> [EXERCISE]: Nothing but the lines from the start of the records through the line that contains "pub trait Initializer" is to be copied, and each is to be copied exactly.

> [MATERIAL FOR THIS EXERCISE]:
//! Initializers for the vectors of out-of-vocabulary words.
//!
//! [`build_matrix`](crate::build_matrix) asks an [`Initializer`] for the rows
//! of the words it couldn't find. Fittable initializers first see the rows
//! that were found.

use crate::error::{Error, Result};
use crate::types::Vector;
use ndarray::{Array1, Array2, ArrayView2, Axis};
use rand::rngs::StdRng;
use rand::SeedableRng;
use rand_distr::{Distribution, Normal};

/// Generates vectors for missing words.
///
/// Any `FnMut(usize) -> Vector` closure, called with the vector size, is an
/// initializer too.
pub trait Initializer {
    /// True if [`fit`](Initializer::fit) should be called before generating.
    fn is_fittable(&self) -> bool {
        false
    }

    /// Compute the statistics used for generation from the found vectors
    /// (one per row).
    fn fit(&mut self, _found: ArrayView2<'_, f32>) -> Result<()> {
        Ok(())
    }

    /// Generate one vector.
    fn generate(&mut self, vector_size: usize) -> Result<Vector>;

    /// Generate `rows` vectors at once. `None` if the initializer only
    /// generates one vector at a time.
    fn generate_block(&mut self, _rows: usize, _vector_size: usize) -> Result<Option<Array2<f32>>> {
        Ok(None)
    }
}

impl<F> Initializer for F
where
    F: FnMut(usize) -> Vector,
{
    fn generate(&mut self, vector_size: usize) -> Result<Vector> {
        Ok(self(vector_size))
    }
}

fn rng_from(seed: Option<u64>) -> StdRng {
    match seed {
        Some(seed) => StdRng::seed_from_u64(seed),
        None => StdRng::from_entropy(),
    }
}

fn normal(mean: f32, deviation: f32) -> Result<Normal<f32>> {
    if deviation < 0.0 {
        return Err(Error::Argument(format!(
            "the standard deviation must not be negative, got {}",
            deviation
        )));
    }
    Normal::new(mean, deviation).map_err(|e| {
        Error::Argument(format!(
            "invalid normal distribution (mean {}, deviation {}): {}",
            mean, deviation, e
        ))
    })
}

/// Samples each column from a normal distribution with the mean and standard
/// deviation of the same column in the fitted vectors.
///
/// Generating before fitting is an [`Error::IllegalState`].
#[derive(Debug, Clone)]
pub struct NormalInitializer {
    columns: Option<Vec<Normal<f32>>>,
    mean: Option<Array1<f32>>,
    deviation: Option<Array1<f32>>,
    rng: StdRng,
}

impl NormalInitializer {
    pub fn new() -> Self {
        Self::build(None)
    }

    /// An initializer producing the same vectors on every run.
    pub fn with_seed(seed: u64) -> Self {
        Self::build(Some(seed))
    }

    fn build(seed: Option<u64>) -> Self {
        Self {
            columns: None,
            mean: None,
            deviation: None,
            rng: rng_from(seed),
        }
    }

    /// Per-column mean, once fitted.
    pub fn mean(&self) -> Option<&Array1<f32>> {
        self.mean.as_ref()
    }

    /// Per-column standard deviation, once fitted.
    pub fn deviation(&self) -> Option<&Array1<f32>> {
        self.deviation.as_ref()
    }

    fn fitted_columns(&self, vector_size: usize) -> Result<&[Normal<f32>]> {
        let columns = self.columns.as_deref().ok_or_else(|| {
            Error::IllegalState("the initializer must be fit before generating vectors".to_string())
        })?;
        if columns.len() != vector_size {
            return Err(Error::Argument(format!(
                "the initializer was fit on vectors of size {}, not {}",
                columns.len(),
                vector_size
            )));
        }
        Ok(columns)
    }
}

impl Default for NormalInitializer {
    fn default() -> Self {
        Self::new()
    }
}

impl Initializer for NormalInitializer {
    fn is_fittable(&self) -> bool {
        true
    }

    fn fit(&mut self, found: ArrayView2<'_, f32>) -> Result<()> {
        let mean = found
            .mean_axis(Axis(0))
            .ok_or_else(|| Error::Argument("can't fit on an empty set of vectors".to_string()))?;
        let deviation = found.std_axis(Axis(0), 0.0);
        let columns = mean
            .iter()
            .zip(deviation.iter())
            .map(|(&m, &d)| normal(m, d))
            .collect::<Result<Vec<_>>>()?;
        self.columns = Some(columns);
        self.mean = Some(mean);
        self.deviation = Some(deviation);
        Ok(())
    }

    fn generate(&mut self, vector_size: usize) -> Result<Vector> {
        let columns = self.fitted_columns(vector_size)?.to_vec();
        Ok(columns.iter().map(|n| n.sample(&mut self.rng)).collect())
    }

    fn generate_block(&mut self, rows: usize, vector_size: usize) -> Result<Option<Array2<f32>>> {
        let columns = self.fitted_columns(vector_size)?.to_vec();
        let rng = &mut self.rng;
        Ok(Some(Array2::from_shape_fn((rows, vector_size), |(_, j)| {
            columns[j].sample(rng)
        })))
    }
}

/// Samples every element from the same normal distribution. The deviation
/// defaults to `1 / vector_size`.
#[derive(Debug, Clone)]
pub struct NormalSampler {
    pub mean: f32,
    pub deviation: Option<f32>,
    rng: StdRng,
}

impl NormalSampler {
    pub fn new(mean: f32, deviation: Option<f32>) -> Self {
        Self {
            mean,
            deviation,
            rng: rng_from(None),
        }
    }

    pub fn with_seed(mut self, seed: u64) -> Self {
        self.rng = rng_from(Some(seed));
        self
    }

    fn distribution(&self, vector_size: usize) -> Result<Normal<f32>> {
        if vector_size == 0 {
            return Err(Error::Argument("vector_size must be positive".to_string()));
        }
        let deviation = self.deviation.unwrap_or(1.0 / vector_size as f32);
        normal(self.mean, deviation)
    }
}

impl Default for NormalSampler {
    fn default() -> Self {
        Self::new(0.0, None)
    }
}

impl Initializer for NormalSampler {
    fn generate(&mut self, vector_size: usize) -> Result<Vector> {
        let distribution = self.distribution(vector_size)?;
        Ok((0..vector_size)
            .map(|_| distribution.sample(&mut self.rng))
            .collect())
    }

    fn generate_block(&mut self, rows: usize, vector_size: usize) -> Result<Option<Array2<f32>>> {
        let distribution = self.distribution(vector_size)?;
        let rng = &mut self.rng;
        Ok(Some(Array2::from_shape_fn((rows, vector_size), |_| {
            distribution.sample(rng)
        })))
    }
}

> [OUTPUT OF THE EXERCISE]:
//! Initializers for the vectors of out-of-vocabulary words.
//!
//! [`build_matrix`](crate::build_matrix) asks an [`Initializer`] for the rows
//! of the words it couldn't find. Fittable initializers first see the rows
//! that were found.

use crate::error::{Error, Result};
use crate::types::Vector;
use ndarray::{Array1, Array2, ArrayView2, Axis};
use rand::rngs::StdRng;
use rand::SeedableRng;
use rand_distr::{Distribution, Normal};

/// Generates vectors for missing words.
///
/// Any `FnMut(usize) -> Vector` closure, called with the vector size, is an
/// initializer too.
pub trait Initializer {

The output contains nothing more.